RealBench

RealBench is an integrated module for evaluating copy number alteration (CNA) results in real-world datasets. Since real data often lacks a ground truth, this module focuses on cross-tool consistency, evolutionary plausibility, and statistical validation using allele frequencies (VAF) and read depth (RDR).

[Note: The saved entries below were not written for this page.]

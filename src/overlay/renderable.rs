//! Per-kind rendering into straight-alpha RGBA buffers.
//!
//! Every renderable resolves to an RGBA [`PixelBuffer`]; rotation, hardware
//! format conversion, and placement happen later in the node pipeline.

use std::path::PathBuf;
use std::sync::Arc;

use crate::foundation::error::{VosdError, VosdResult};
use crate::foundation::math::ceil_even_u32;
use crate::pixel::buffer::{PixelBuffer, PixelFormat, Rgba8};
use crate::pixel::convert;
use crate::text::shaper::{FontSpec, TextShaper};

/// Padding around the text ink, per side, before even rounding.
const TEXT_PADDING: u32 = 2;

/// File-backed image, decoded and resized to a normalized fraction of the
/// frame.
#[derive(Clone, Debug)]
pub(crate) struct ImageRenderable {
    pub path: PathBuf,
    pub width: f64,
    pub height: f64,
}

impl ImageRenderable {
    pub(crate) fn render(&self, frame_w: u32, frame_h: u32) -> VosdResult<PixelBuffer> {
        let decoded = image::open(&self.path)
            .map_err(|e| {
                VosdError::invalid_argument(format!(
                    "cannot decode image '{}': {e}",
                    self.path.display()
                ))
            })?
            .to_rgba8();

        let target_w = ceil_even_u32((self.width * f64::from(frame_w)).round() as u32);
        let target_h = ceil_even_u32((self.height * f64::from(frame_h)).round() as u32);
        if target_w == 0 || target_h == 0 {
            return PixelBuffer::new(PixelFormat::Rgba, 0, 0);
        }

        let resized = image::imageops::resize(
            &decoded,
            target_w,
            target_h,
            image::imageops::FilterType::Triangle,
        );
        PixelBuffer::from_vec(PixelFormat::Rgba, target_w, target_h, resized.into_raw())
    }
}

/// One shaped text layer: a label drawn in a single ink color (plus an
/// optional surrounding outline), keyed against a contrast background into a
/// clean alpha mask.
#[derive(Clone)]
pub(crate) struct SimpleTextRenderable {
    pub label: String,
    pub color: Rgba8,
    pub outline_size: u32,
    pub outline_color: Rgba8,
    pub font: FontSpec,
    pub font_size: f64,
    pub thickness: u32,
    pub shaper: Arc<dyn TextShaper>,
}

impl std::fmt::Debug for SimpleTextRenderable {
    fn fmt(&self, f: &mut std::fmt::Formatter<'_>) -> std::fmt::Result {
        f.debug_struct("SimpleTextRenderable")
            .field("label", &self.label)
            .field("color", &self.color)
            .field("font_size", &self.font_size)
            .finish()
    }
}

impl SimpleTextRenderable {
    /// Render the label. An empty label yields a zero-size buffer that
    /// renders nothing.
    pub(crate) fn render(&self) -> VosdResult<PixelBuffer> {
        if self.label.is_empty() {
            return PixelBuffer::new(PixelFormat::Rgba, 0, 0);
        }

        let extent = self
            .shaper
            .measure(&self.font, &self.label, self.font_size, self.thickness)?;
        if extent.width == 0 || extent.height == 0 {
            return PixelBuffer::new(PixelFormat::Rgba, 0, 0);
        }

        let margin = TEXT_PADDING + self.outline_size;
        let canvas_w = ceil_even_u32(extent.width + 2 * margin);
        let canvas_h = ceil_even_u32(extent.height + 2 * margin);

        // The canvas starts as the higher-contrast of black/white against the
        // ink so anti-aliased edges resolve unambiguously during keying.
        let key = self.color.contrast_background();
        let mut canvas = PixelBuffer::new(PixelFormat::Rgba, canvas_w, canvas_h)?;
        for y in 0..canvas_h {
            for x in 0..canvas_w {
                canvas.put_rgba(x, y, key);
            }
        }

        let origin = (i64::from(margin), i64::from(margin));
        if self.outline_size > 0 && self.outline_color.is_visible() {
            let o = i64::from(self.outline_size);
            for dy in [-o, 0, o] {
                for dx in [-o, 0, o] {
                    if dx == 0 && dy == 0 {
                        continue;
                    }
                    self.shaper.draw(
                        &self.font,
                        &mut canvas,
                        &self.label,
                        (origin.0 + dx, origin.1 + dy),
                        self.font_size,
                        self.thickness,
                        self.outline_color,
                    )?;
                }
            }
        }
        self.shaper.draw(
            &self.font,
            &mut canvas,
            &self.label,
            origin,
            self.font_size,
            self.thickness,
            self.color,
        )?;

        Ok(key_out_background(canvas, key, self.color))
    }
}

/// Turn the keyed canvas into an alpha mask: background pixels become fully
/// transparent, drawn ink keeps its color, anti-aliased edge pixels get an
/// alpha graded by their distance from the key color.
fn key_out_background(mut canvas: PixelBuffer, key: Rgba8, ink: Rgba8) -> PixelBuffer {
    let denom = [
        u16::from(ink.r.abs_diff(key.r)),
        u16::from(ink.g.abs_diff(key.g)),
        u16::from(ink.b.abs_diff(key.b)),
    ]
    .into_iter()
    .max()
    .unwrap_or(0)
    .max(1);

    for px in canvas.data_mut().chunks_exact_mut(4) {
        let dist = [
            px[0].abs_diff(key.r),
            px[1].abs_diff(key.g),
            px[2].abs_diff(key.b),
        ]
        .into_iter()
        .max()
        .unwrap_or(0);
        if dist == 0 {
            px.copy_from_slice(&[0, 0, 0, 0]);
        } else {
            let alpha = ((u32::from(dist) * 255) / u32::from(denom)).min(255) as u8;
            px[3] = alpha;
        }
    }
    canvas
}

/// Caller-supplied raw pixel buffer. Geometry and byte length were validated
/// at spec level; rendering converts into the engine's RGBA currency.
#[derive(Clone, Debug)]
pub(crate) struct CustomRenderable {
    pub format: PixelFormat,
    pub width: u32,
    pub height: u32,
    pub data: Arc<Vec<u8>>,
}

impl CustomRenderable {
    pub(crate) fn render(&self) -> VosdResult<PixelBuffer> {
        let source =
            PixelBuffer::from_vec(self.format, self.width, self.height, (*self.data).clone())?;
        convert::convert(&source, PixelFormat::Rgba)
    }
}

#[cfg(test)]
#[path = "../../tests/unit/overlay/renderable.rs"]
mod tests;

Overview of Real-Data Submodules

Submodule	Description	Core Metrics
`clusterConsistency`	Evaluates the agreement of cluster assignments between different tools.	AMI, ARI
`cellprofile`	Assesses heterogeneity by counting unique genomic profiles identified by each tool.	Unique Profile Count
`dolazactree`	Calculates parsimony scores; lower scores indicate more plausible evolutionary paths.	Parsimony Score
`cndetect`	Evaluates copy number (CN) detection accuracy	RMSE, ACC, SCC
`cnclass`	Calculates CN state classification metrics	AUROC, AUPRC, ACC, Precision, Recall, F1
`segmentation`	Evaluates the consistency of genomic segmentation boundaries across tools.	Boundary Similarity
`get_cell_overlap`	Identifies and analyzes the set of common cells successfully processed by all tools.	Overlap Count / Cell List
`calLLR`	Uses SNV data to calculate Log-Likelihood Ratios for validating haplotype predictions.	LLR Score
`findVAFDistribution`	Evaluates VAF distribution consistency for specific copy number states.	VAF Density
`rddetect`	Checks if predicted copy numbers align with observed Read Depth Ratios.	RDR Consistency
`hcPhasing`

Example Usage

The following Python script demonstrates a full benchmark run on a real-world dataset, including the newly added segmentation and overlap modules.

Python

from hcbench.realbench import RealBench


output_dir = f"/mnt/cbc_adam/public/workspace/HCDSIM/hcbench/input/5Mb/{dataset_name}"
realbench_runner = RealBench(output_dir=f"{output_dir}/new_output")

# Tool definitions
tools = ["CHISEL", "CNRein", "Alleloscope", "SIGNALS", "SEACON"]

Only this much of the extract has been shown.